Отсутствие принуждения, свободный выбор занятий, полное равенство всех в «колонии» Шацкого, помощь старшего возраста младшему и огромный авторитет дяди Стаси, который достигался простым, справедливым отношением Шацкого к питомцам колонии — создавали полный глубокого обаяния облик руководителя колонии, навсегда сохранившийся в сознании питомцев. Музыкальное воспитание в колонии проводилось пианисткой В.Н. Шацкой, хорошим знатоком истории музыки. В колонии часто слышались звуки Шопена и Шуберта, Бетховена и Гайдна, Чайковского и Рубинштейна, Глинки и Лядова и других композиторов, нигде, кроме колонии, недоступных питомцам.
Натуралист и агроном по образованию Шацкий любил природу и приучал к наблюдениям над нею на экскурсиях в поля, в лес, на реку.
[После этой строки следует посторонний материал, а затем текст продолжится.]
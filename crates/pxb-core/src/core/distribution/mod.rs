//! sdist and wheel writers.
//!
//! Each writer streams into a temporary file inside the output directory and
//! renames it into place only once the container is complete.

mod archive;
mod sdist;
mod wheel;

pub use sdist::write_sdist;
pub use wheel::{write_prepared_metadata, write_wheel};
use std::collections::BTreeMap;
use std::fmt;
use std::path::Path;
use std::sync::Arc;

use crate::{ConfigError, Configuration};

/// A user-supplied inclusion rule for archive members.
///
/// `path` is relative to the project root. Errors are propagated to the
/// build caller untouched.
pub trait PathPredicate: Send + Sync {
    fn include(&self, config: &Configuration, path: &Path) -> anyhow::Result<bool>;
}

impl<F> PathPredicate for F
where
    F: Fn(&Configuration, &Path) -> anyhow::Result<bool> + Send + Sync,
{
    fn include(&self, config: &Configuration, path: &Path) -> anyhow::Result<bool> {
        self(config, path)
    }
}

/// A resolved `file-filter` reference.
#[derive(Clone)]
pub struct FileFilter {
    reference: String,
    predicate: Arc<dyn PathPredicate>,
}

impl FileFilter {
    pub fn reference(&self) -> &str {
        &self.reference
    }

    /// # Errors
    ///
    /// Whatever the predicate returns.
    pub fn include(&self, config: &Configuration, path: &Path) -> anyhow::Result<bool> {
        self.predicate.include(config, path)
    }
}

impl fmt::Debug for FileFilter {
    fn fmt(&self, f: &mut fmt::Formatter<'_>) -> fmt::Result {
        f.debug_struct("FileFilter")
            .field("reference", &self.reference)
            .finish_non_exhaustive()
    }
}

/// Named predicates that `file-filter = "module:callable"` can refer to.
#[derive(Clone, Default)]
pub struct HookRegistry {
    hooks: BTreeMap<String, Arc<dyn PathPredicate>>,
}

impl HookRegistry {
    pub fn new() -> Self {
        Self::default()
    }

    /// Register `predicate` under `reference`, replacing any previous entry.
    ///
    /// # Errors
    ///
    /// Returns a configuration error if `reference` is not `module:callable`.
    pub fn register<P>(&mut self, reference: &str, predicate: P) -> Result<(), ConfigError>
    where
        P: PathPredicate + 'static,
    {
        validate_reference(reference)?;
        self.hooks
            .insert(reference.to_string(), Arc::new(predicate));
        Ok(())
    }

    /// Merge another registry into this one; entries in `other` win.
    pub fn extend(&mut self, other: HookRegistry) {
        self.hooks.extend(other.hooks);
    }

    pub fn contains(&self, reference: &str) -> bool {
        self.hooks.contains_key(reference)
    }

    pub fn references(&self) -> impl Iterator<Item = &str> {
        self.hooks.keys().map(String::as_str)
    }

    /// # Errors
    ///
    /// Returns a configuration error for malformed or unregistered
    /// references.
    pub fn resolve(&self, reference: &str) -> Result<FileFilter, ConfigError> {
        validate_reference(reference)?;
        let predicate = self
            .hooks
            .get(reference)
            .ok_or_else(|| ConfigError::UnknownHook {
                reference: reference.to_string(),
            })?;
        Ok(FileFilter {
            reference: reference.to_string(),
            predicate: Arc::clone(predicate),
        })
    }
}

impl fmt::Debug for HookRegistry {
    fn fmt(&self, f: &mut fmt::Formatter<'_>) -> fmt::Result {
        f.debug_list().entries(self.hooks.keys()).finish()
    }
}

fn validate_reference(reference: &str) -> Result<(), ConfigError> {
    match reference.split_once(':') {
        Some((module, callable))
            if !module.trim().is_empty()
                && !callable.trim().is_empty()
                && !callable.contains(':') =>
        {
            Ok(())
        }
        _ => Err(ConfigError::MalformedHookReference {
            reference: reference.to_string(),
        }),
    }
}

#[cfg(test)]
mod tests {
    use super::*;

    fn accept_all(_: &Configuration, _: &Path) -> anyhow::Result<bool> {
        Ok(true)
    }

    #[test]
    fn registered_hooks_resolve_by_reference() {
        let mut registry = HookRegistry::new();
        registry.register("tools.filters:all", accept_all).unwrap();
        let filter = registry.resolve("tools.filters:all").unwrap();
        assert_eq!(filter.reference(), "tools.filters:all");
    }

    #[test]
    fn unregistered_reference_is_unknown() {
        let registry = HookRegistry::new();
        assert_eq!(
            registry.resolve("tools.filters:missing").unwrap_err(),
            ConfigError::UnknownHook {
                reference: "tools.filters:missing".to_string()
            }
        );
    }

    #[test]
    fn malformed_references_are_rejected() {
        let mut registry = HookRegistry::new();
        for reference in ["filters", ":all", "tools:", "a:b:c"] {
            assert!(matches!(
                registry.register(reference, accept_all),
                Err(ConfigError::MalformedHookReference { .. })
            ));
        }
    }

    #[test]
    fn extend_prefers_incoming_entries() {
        let mut base = HookRegistry::new();
        base.register("a:one", accept_all).unwrap();
        let mut extra = HookRegistry::new();
        extra.register("b:two", accept_all).unwrap();
        base.extend(extra);
        assert_eq!(base.references().collect::<Vec<_>>(), vec!["a:one", "b:two"]);
    }
}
Обладавший приятным тенором, он устраивал вечера самодеятельности, где пел и сам и где пели колонисты. Колония была школой для многих, но школой без рамок и расписания уроков, так как Шацкий умел находить время, чтобы во время придти на помощь каждому, кто проявлял ту или другую способность. Поддержанная дружеской рукой «дяди Стаси» способность быстро оформлялась, получала свое развитие. В колонии не было места для развития склонности к лени.
В такой колонии и в такой обстановке очутился Володя. Здесь он провел много летних периодов, чередуя жизнь в колонии с жизнью в Петровско-Разумовском у своей мамы или в соседней квартире у ее сестер Демьяновых, да изредка у меня, так как я с 1913 года переселился в Петербург.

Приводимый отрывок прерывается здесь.